WHAT IS BEING ASKED: What you output should match the data below exactly.

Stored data
+++
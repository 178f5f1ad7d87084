//! Redress API Server Binary
//!
//! Starts the HTTP API for claim validation, redress calculation and
//! proceeds distribution.
//!
//! # Usage
//!
//! ```bash
//! # Run with default configuration
//! cargo run --bin redress-api
//!
//! # Override settings through the environment
//! API_PORT=9090 API_LOG_FORMAT=json cargo run --bin redress-api
//! ```
//!
//! # Environment Variables
//!
//! * `API_HOST` - Server host (default: 0.0.0.0)
//! * `API_PORT` - Server port (default: 8080)
//! * `API_LOG_LEVEL` - Log level or filter directive (default: info)
//! * `API_LOG_FORMAT` - `text` or `json` (default: text)
//! * `API_BATCH_CHUNK_SIZE` - Claims per batch worker (default: 250)
//! * `API_SCHEME__*`, `API_PRIORITY__*`, `API_DBA__*`, `API_LFA__*` - Rule overrides

use std::net::SocketAddr;

use anyhow::Context;
use interface_api::{create_router, config::{ApiConfig, LogFormat}, AppState};
use tokio::net::TcpListener;
use tracing_subscriber::{fmt, layer::SubscriberExt, util::SubscriberInitExt, EnvFilter};

#[tokio::main]
async fn main() -> anyhow::Result<()> {
    // Load .env file if present (useful for local development)
    dotenvy::dotenv().ok();

    let config = ApiConfig::from_env().context("Failed to load configuration")?;

    init_tracing(&config.log_level, config.log_format);

    tracing::info!(
        host = %config.host,
        port = %config.port,
        "Starting Redress API Server"
    );

    let addr: SocketAddr = config
        .server_addr()
        .parse()
        .with_context(|| format!("Invalid server address {}", config.server_addr()))?;

    let state = AppState::from_config(config).context("Invalid rule configuration")?;
    let app = create_router(state);

    let listener = TcpListener::bind(addr)
        .await
        .with_context(|| format!("Failed to bind {}", addr))?;
    tracing::info!(%addr, "Server listening");

    axum::serve(listener, app)
        .with_graceful_shutdown(shutdown_signal())
        .await
        .context("Server error")?;

    tracing::info!("Server shutdown complete");
    Ok(())
}

/// Initializes the tracing subscriber.
///
/// `RUST_LOG` takes precedence over the configured level.
fn init_tracing(log_level: &str, format: LogFormat) {
    let filter = EnvFilter::try_from_default_env()
        .or_else(|_| EnvFilter::try_new(log_level))
        .unwrap_or_else(|_| EnvFilter::new("info"));

    let registry = tracing_subscriber::registry().with(filter);
    match format {
        LogFormat::Json => registry.with(fmt::layer().json().with_target(true)).init(),
        LogFormat::Text => registry.with(fmt::layer().with_target(true)).init(),
    }
}

/// Waits for Ctrl+C or SIGTERM so in-flight requests can finish.
async fn shutdown_signal() {
    let ctrl_c = async {
        if let Err(e) = tokio::signal::ctrl_c().await {
            tracing::error!(error = %e, "Failed to install Ctrl+C handler");
            std::future::pending::<()>().await;
        }
    };

    #[cfg(unix)]
    let terminate = async {
        match tokio::signal::unix::signal(tokio::signal::unix::SignalKind::terminate()) {
            Ok(mut signal) => {
                signal.recv().await;
            }
            Err(e) => {
                tracing::error!(error = %e, "Failed to install SIGTERM handler");
                std::future::pending::<()>().await;
            }
        }
    };

    #[cfg(not(unix))]
    let terminate = std::future::pending::<()>();

    tokio::select! {
        _ = ctrl_c => {
            tracing::info!("Received Ctrl+C, initiating graceful shutdown");
        }
        _ = terminate => {
            tracing::info!("Received SIGTERM, initiating graceful shutdown");
        }
    }
}
//! Rules DTOs

use serde::Serialize;

use domain_distribution::{DbaTerms, LfaTerms, PriorityRules};
use domain_redress::SchemeRules;

/// Active configuration the service evaluates against
#[derive(Debug, Serialize)]
pub struct RulesResponse {
    pub scheme: SchemeRules,
    pub priority: PriorityRules,
    pub dba: DbaTerms,
    pub lfa: LfaTerms,
}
+++
EXPECTED OUTPUT:
repository 178f5f1ad7d87084
//! Redress API Server Binary
//!
//! Starts the HTTP API for claim validation, redress calculation and
//! proceeds distribution.
//!
//! # Usage
//!
//! ```bash
//! # Run with default configuration
//! cargo run --bin redress-api
//!
//! # Override settings through the environment
//! API_PORT=9090 API_LOG_FORMAT=json cargo run --bin redress-api
//! ```
//!
//! # Environment Variables
//!
//! * `API_HOST` - Server host (default: 0.0.0.0)
//! * `API_PORT` - Server port (default: 8080)
//! * `API_LOG_LEVEL` - Log level or filter directive (default: info)
//! * `API_LOG_FORMAT` - `text` or `json` (default: text)
//! * `API_BATCH_CHUNK_SIZE` - Claims per batch worker (default: 250)
//! * `API_SCHEME__*`, `API_PRIORITY__*`, `API_DBA__*`, `API_LFA__*` - Rule overrides

use std::net::SocketAddr;

use anyhow::Context;
use interface_api::{create_router, config::{ApiConfig, LogFormat}, AppState};
use tokio::net::TcpListener;
use tracing_subscriber::{fmt, layer::SubscriberExt, util::SubscriberInitExt, EnvFilter};

#[tokio::main]
async fn main() -> anyhow::Result<()> {
    // Load .env file if present (useful for local development)
    dotenvy::dotenv().ok();

    let config = ApiConfig::from_env().context("Failed to load configuration")?;

    init_tracing(&config.log_level, config.log_format);

    tracing::info!(
        host = %config.host,
        port = %config.port,
        "Starting Redress API Server"
    );

    let addr: SocketAddr = config
        .server_addr()
        .parse()
        .with_context(|| format!("Invalid server address {}", config.server_addr()))?;

    let state = AppState::from_config(config).context("Invalid rule configuration")?;
    let app = create_router(state);

    let listener = TcpListener::bind(addr)
        .await
        .with_context(|| format!("Failed to bind {}", addr))?;
    tracing::info!(%addr, "Server listening");

    axum::serve(listener, app)
        .with_graceful_shutdown(shutdown_signal())
        .await
        .context("Server error")?;

    tracing::info!("Server shutdown complete");
    Ok(())
}

/// Initializes the tracing subscriber.
///
/// `RUST_LOG` takes precedence over the configured level.
fn init_tracing(log_level: &str, format: LogFormat) {
    let filter = EnvFilter::try_from_default_env()
        .or_else(|_| EnvFilter::try_new(log_level))
        .unwrap_or_else(|_| EnvFilter::new("info"));

    let registry = tracing_subscriber::registry().with(filter);
    match format {
        LogFormat::Json => registry.with(fmt::layer().json().with_target(true)).init(),
        LogFormat::Text => registry.with(fmt::layer().with_target(true)).init(),
    }
}

/// Waits for Ctrl+C or SIGTERM so in-flight requests can finish.
async fn shutdown_signal() {
    let ctrl_c = async {
        if let Err(e) = tokio::signal::ctrl_c().await {
            tracing::error!(error = %e, "Failed to install Ctrl+C handler");
            std::future::pending::<()>().await;
        }
    };

    #[cfg(unix)]
    let terminate = async {
        match tokio::signal::unix::signal(tokio::signal::unix::SignalKind::terminate()) {
            Ok(mut signal) => {
                signal.recv().await;
            }
            Err(e) => {
                tracing::error!(error = %e, "Failed to install SIGTERM handler");
                std::future::pending::<()>().await;
            }
        }
    };

    #[cfg(not(unix))]
    let terminate = std::future::pending::<()>();

    tokio::select! {
        _ = ctrl_c => {
            tracing::info!("Received Ctrl+C, initiating graceful shutdown");
        }
        _ = terminate => {
            tracing::info!("Received SIGTERM, initiating graceful shutdown");
        }
    }
}
//! Rules DTOs

use serde::Serialize;

use domain_distribution::{DbaTerms, LfaTerms, PriorityRules};
use domain_redress::SchemeRules;

/// Active configuration the service evaluates against
#[derive(Debug, Serialize)]
pub struct RulesResponse {
    pub scheme: SchemeRules,
    pub priority: PriorityRules,
    pub dba: DbaTerms,
    pub lfa: LfaTerms,
}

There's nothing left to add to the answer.